Bryan Garnier Securities (the " Global Coordinator ") is acting exclusively for Claranova and no one else in connection with the offer of new shares and will not regard any other person as their respective clients and will not be responsible to anyone other than Claranova for providing the protections afforded to their respective clients in connection with any offer of new shares of Claranova or otherwise, nor for providing any advice in relation to the offer of new shares, the content of this press release or any transaction, arrangement or other matter referred to herein.

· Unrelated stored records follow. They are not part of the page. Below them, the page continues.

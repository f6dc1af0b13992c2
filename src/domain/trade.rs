//! Trade request shapes consumed by the validators.
//!
//! All fields are plain `f64` values already fetched by the caller; the
//! validators never perform I/O. Field names deserialize from camelCase so
//! request bodies from the HTTP layer map onto these types directly.

use std::fmt;
use std::str::FromStr;

use serde::{Deserialize, Serialize};

/// Parameters of an options trade.
#[derive(Debug, Clone, Copy, PartialEq, Serialize, Deserialize)]
#[serde(rename_all = "camelCase")]
pub struct OptionTrade {
    pub strike_price: f64,
    pub spot_price: f64,
    pub implied_volatility: f64,
    /// Seconds until expiry.
    pub time_to_expiry: f64,
    pub quantity: f64,
    /// Pool liquidity in USD.
    pub total_liquidity: f64,
}

/// Option sensitivities as reported by a pricing model.
#[derive(Debug, Clone, Copy, PartialEq, Serialize, Deserialize)]
pub struct Greeks {
    pub delta: f64,
    pub gamma: f64,
    pub theta: f64,
    pub vega: f64,
    pub rho: f64,
}

/// Parameters of a leveraged futures position.
#[derive(Debug, Clone, Copy, PartialEq, Serialize, Deserialize)]
#[serde(rename_all = "camelCase")]
pub struct FuturesTrade {
    pub leverage: f64,
    /// Signed size: positive is long, negative is short.
    pub position_size: f64,
    pub account_balance: f64,
    pub mark_price: f64,
    pub index_price: f64,
    pub liquidity_depth: f64,
}

impl FuturesTrade {
    /// Direction implied by the sign of `position_size`.
    #[must_use]
    pub fn side(&self) -> PositionSide {
        if self.position_size < 0.0 {
            PositionSide::Short
        } else {
            PositionSide::Long
        }
    }

    /// Notional value in USD.
    #[must_use]
    pub fn position_value(&self) -> f64 {
        self.position_size.abs() * self.mark_price
    }
}

/// Direction of a futures position.
#[derive(Debug, Clone, Copy, PartialEq, Eq, Serialize, Deserialize)]
#[serde(rename_all = "lowercase")]
pub enum PositionSide {
    Long,
    Short,
}

/// Market inputs to the expected funding rate model.
#[derive(Debug, Clone, Copy, PartialEq, Default, Serialize, Deserialize)]
#[serde(rename_all = "camelCase")]
pub struct FundingContext {
    pub volatility: f64,
    /// Open interest relative to its recent average (1.0 is neutral).
    pub open_interest_ratio: f64,
    pub premium_index: f64,
}

/// A single print in a recent trade window.
#[derive(Debug, Clone, Copy, PartialEq, Serialize, Deserialize)]
pub struct TradeTick {
    pub price: f64,
    pub volume: f64,
    /// Monotonic timestamp in the caller's time unit (seconds by convention).
    pub timestamp: u64,
}

impl TradeTick {
    #[must_use]
    pub const fn new(price: f64, volume: f64, timestamp: u64) -> Self {
        Self {
            price,
            volume,
            timestamp,
        }
    }
}

/// Strategies a flash loan may be used for.
#[derive(Debug, Clone, Copy, PartialEq, Eq, Hash, Serialize, Deserialize)]
#[serde(rename_all = "snake_case")]
pub enum FlashLoanStrategy {
    Arbitrage,
    Liquidation,
    CollateralSwap,
    DebtRefinancing,
}

impl FlashLoanStrategy {
    pub const ALL: [FlashLoanStrategy; 4] = [
        FlashLoanStrategy::Arbitrage,
        FlashLoanStrategy::Liquidation,
        FlashLoanStrategy::CollateralSwap,
        FlashLoanStrategy::DebtRefinancing,
    ];

    #[must_use]
    pub const fn as_str(&self) -> &'static str {
        match self {
            FlashLoanStrategy::Arbitrage => "arbitrage",
            FlashLoanStrategy::Liquidation => "liquidation",
            FlashLoanStrategy::CollateralSwap => "collateral_swap",
            FlashLoanStrategy::DebtRefinancing => "debt_refinancing",
        }
    }
}

impl fmt::Display for FlashLoanStrategy {
    fn fmt(&self, f: &mut fmt::Formatter<'_>) -> fmt::Result {
        f.write_str(self.as_str())
    }
}

impl FromStr for FlashLoanStrategy {
    type Err = String;

    fn from_str(s: &str) -> Result<Self, Self::Err> {
        Self::ALL
            .into_iter()
            .find(|strategy| strategy.as_str() == s)
            .ok_or_else(|| format!("unknown flash loan strategy '{s}'"))
    }
}
//! Trait definitions (hexagonal ports). Depend only on domain.
//!
//! # Available Ports
//!
//! - [`CacheService`] - Key-value cache shared by the memory, Redis and hybrid tiers
//! - [`MessageBus`] - Pub/sub transport for cross-node cache sync events

mod bus;
mod cache;

pub use bus::MessageBus;
pub use cache::{CacheService, CacheServiceExt, CacheStats};
//! Cache backend configuration.

use std::time::Duration;

use serde::Deserialize;

use crate::adapter::outbound::redis::RedisCacheOptions;
use crate::application::cache::{EvictionPolicy, MemoryCacheOptions};
use crate::error::ConfigError;

/// Which cache implementation to build.
#[derive(Debug, Clone, Copy, Default, PartialEq, Eq, Deserialize)]
#[serde(rename_all = "lowercase")]
pub enum CacheKind {
    /// In-process memory cache only.
    #[default]
    Memory,
    /// Redis only.
    Redis,
    /// Memory in front of Redis.
    Hybrid,
}

impl CacheKind {
    #[must_use]
    pub const fn as_str(self) -> &'static str {
        match self {
            Self::Memory => "memory",
            Self::Redis => "redis",
            Self::Hybrid => "hybrid",
        }
    }

    /// Return `true` if this kind talks to Redis.
    #[must_use]
    pub const fn needs_redis(self) -> bool {
        matches!(self, Self::Redis | Self::Hybrid)
    }
}

/// The `[cache]` table.
#[derive(Debug, Clone, Deserialize)]
pub struct CacheConfig {
    #[serde(default)]
    pub kind: CacheKind,

    /// TTL applied when a caller passes none. Defaults to 5 minutes.
    #[serde(default = "default_ttl_ms")]
    pub default_ttl_ms: u64,

    /// Upper bound on memory-tier entries. Defaults to 10,000.
    #[serde(default = "default_max_size")]
    pub max_size: usize,

    #[serde(default)]
    pub eviction: EvictionPolicy,

    /// Redis connection URL. Required for `redis` and `hybrid`.
    ///
    /// Overridden by `XPGUARD_REDIS_URL`.
    #[serde(default)]
    pub redis_url: Option<String>,

    /// Namespace for Redis keys. Defaults to "xpguard".
    #[serde(default = "default_key_prefix")]
    pub key_prefix: String,

    /// Interval of the expired-entry sweeper. Zero disables it.
    #[serde(default = "default_sweep_interval_secs")]
    pub sweep_interval_secs: u64,
}

impl Default for CacheConfig {
    fn default() -> Self {
        Self {
            kind: CacheKind::default(),
            default_ttl_ms: default_ttl_ms(),
            max_size: default_max_size(),
            eviction: EvictionPolicy::default(),
            redis_url: None,
            key_prefix: default_key_prefix(),
            sweep_interval_secs: default_sweep_interval_secs(),
        }
    }
}

impl CacheConfig {
    #[must_use]
    pub const fn default_ttl(&self) -> Duration {
        Duration::from_millis(self.default_ttl_ms)
    }

    /// `None` when the sweeper is disabled.
    #[must_use]
    pub const fn sweep_interval(&self) -> Option<Duration> {
        if self.sweep_interval_secs == 0 {
            None
        } else {
            Some(Duration::from_secs(self.sweep_interval_secs))
        }
    }

    #[must_use]
    pub fn memory_options(&self) -> MemoryCacheOptions {
        MemoryCacheOptions {
            max_size: self.max_size,
            default_ttl: self.default_ttl(),
            eviction: self.eviction,
        }
    }

    #[must_use]
    pub fn redis_options(&self) -> RedisCacheOptions {
        RedisCacheOptions {
            key_prefix: self.key_prefix.clone(),
            default_ttl: self.default_ttl(),
        }
    }

    pub(crate) fn validate(&self) -> Result<(), ConfigError> {
        if self.max_size == 0 {
            return Err(ConfigError::InvalidValue {
                field: "max_size",
                reason: "must be greater than 0".to_string(),
            });
        }
        if self.default_ttl_ms == 0 {
            return Err(ConfigError::InvalidValue {
                field: "default_ttl_ms",
                reason: "must be greater than 0".to_string(),
            });
        }
        if self.kind.needs_redis() && self.redis_url.as_deref().map_or(true, str::is_empty) {
            return Err(ConfigError::MissingField { field: "redis_url" });
        }
        Ok(())
    }
}

const fn default_ttl_ms() -> u64 {
    300_000
}

const fn default_max_size() -> usize {
    10_000
}

fn default_key_prefix() -> String {
    "xpguard".to_string()
}

const fn default_sweep_interval_secs() -> u64 {
    60
}
//! Handlers for the `config` command group.

use std::path::Path;

use super::output;
use crate::error::Result;
use crate::infrastructure::config::settings::Config;

/// Execute `config validate`.
///
/// A missing file is not an error: defaults are validated instead.
pub fn execute_validate(path: &Path) -> Result<Config> {
    let config = Config::load_or_default(path)?;

    output::section("Configuration Check");
    output::field("Config", path.display());
    if path.exists() {
        output::success("Configuration file is valid");
    } else {
        output::warning("Configuration file not found, defaults are valid");
    }
    Ok(config)
}

/// Execute `config show`.
pub fn execute_show(path: &Path) -> Result<()> {
    let config = Config::load_or_default(path)?;

    output::section("Cache");
    output::field("Kind", config.cache.kind.as_str());
    output::field("Default TTL", format!("{}ms", config.cache.default_ttl_ms));
    output::field("Max size", config.cache.max_size);
    output::field("Eviction", config.cache.eviction);
    output::field(
        "Redis",
        config.cache.redis_url.as_deref().unwrap_or("(not set)"),
    );
    output::field("Key prefix", &config.cache.key_prefix);

    output::section("Cluster");
    output::field("Enabled", config.cluster.enabled);
    output::field("Node ID", &config.cluster.node_id);
    output::field("Channel", &config.cluster.channel);

    let thresholds = &config.thresholds;
    output::section("Thresholds");
    output::field(
        "Leverage",
        format!(
            "warn > {}x, max {}x",
            thresholds.futures.high_leverage, thresholds.futures.max_leverage
        ),
    );
    output::field(
        "Position",
        format!("max ${}", thresholds.futures.max_position_value_usd),
    );
    output::field(
        "IV range",
        format!(
            "{} - {}",
            thresholds.options.min_implied_volatility, thresholds.options.max_implied_volatility
        ),
    );
    output::field("Max gas", thresholds.flash_loan.max_gas);
    output::field("Max complex.", thresholds.flash_loan.max_complexity);
    output::field(
        "Blacklist",
        format!("{} targets", thresholds.flash_loan.blacklisted_targets.len()),
    );
    Ok(())
}
//! In-process message bus.

use async_trait::async_trait;
use tokio::sync::{broadcast, mpsc};
use tracing::{debug, warn};

use crate::domain::CacheSyncEvent;
use crate::error::CacheResult;
use crate::port::MessageBus;

/// [`MessageBus`] backed by a `tokio::sync::broadcast` channel.
///
/// Clones share the same channel, so several nodes in one process (or one
/// test) can exchange events. Nothing crosses the process boundary.
#[derive(Debug, Clone)]
pub struct LocalBus {
    tx: broadcast::Sender<CacheSyncEvent>,
}

impl Default for LocalBus {
    fn default() -> Self {
        Self::new(1024)
    }
}

impl LocalBus {
    #[must_use]
    pub fn new(capacity: usize) -> Self {
        let (tx, _) = broadcast::channel(capacity.max(1));
        Self { tx }
    }

    /// Number of live subscriptions.
    #[must_use]
    pub fn subscriber_count(&self) -> usize {
        self.tx.receiver_count()
    }
}

#[async_trait]
impl MessageBus for LocalBus {
    async fn publish(&self, event: &CacheSyncEvent) -> CacheResult<()> {
        // No subscribers is not an error.
        let _ = self.tx.send(event.clone());
        Ok(())
    }

    async fn subscribe(&self) -> CacheResult<mpsc::Receiver<CacheSyncEvent>> {
        let mut events = self.tx.subscribe();
        let (tx, rx) = mpsc::channel(64);
        tokio::spawn(async move {
            loop {
                let received = tokio::select! {
                    () = tx.closed() => break,
                    received = events.recv() => received,
                };
                match received {
                    Ok(event) => {
                        if tx.send(event).await.is_err() {
                            break;
                        }
                    }
                    Err(broadcast::error::RecvError::Lagged(skipped)) => {
                        warn!(skipped, "Local sync subscriber lagged");
                    }
                    Err(broadcast::error::RecvError::Closed) => break,
                }
            }
            debug!("Local subscription ended");
        });
        Ok(rx)
    }
}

In connection with the offering of ordinary shares of Claranova, the Global Coordinator, as well as any of its affiliates, may acquire ordinary shares for their own account and in such capacity hold, acquire, dispose of or offer to dispose of for their own account such shares and any other securities of Claranova or related investments in connection with the offering of ordinary shares of Claranova or otherwise. Accordingly, references in the Prospectus to the new ordinary shares being issued, offered, subscribed, acquired, placed or otherwise dealt in should be read as including any issue or offer to, or subscription, acquisition, placing or dealing by the Global Coordinator and any of its affiliates acting in such capacity. In addition the Global Coordinator may enter into financing arrangements (including swaps or contracts for differences) with investors in connection with which they may from time to time acquire, hold or dispose of securities. It does not intend to disclose the extent of any such investment or transactions otherwise than in accordance with any legal or regulatory obligation to do so.

Neither the Global Coordinator, nor any of their respective directors, officers, employees, advisers or agents, accepts any responsibility or liability whatsoever for or makes any representation or warranty, express or implied, as to the truth, accuracy or completeness of the information in this press release (or whether any information has been omitted from the announcement) or any other information relating to Claranova, its subsidiaries or associated companies, whether written, oral or in a visual or electronic form, and howsoever transmitted or made available or for any loss howsoever arising from any use of this announcement or its contents or otherwise arising in connection therewith.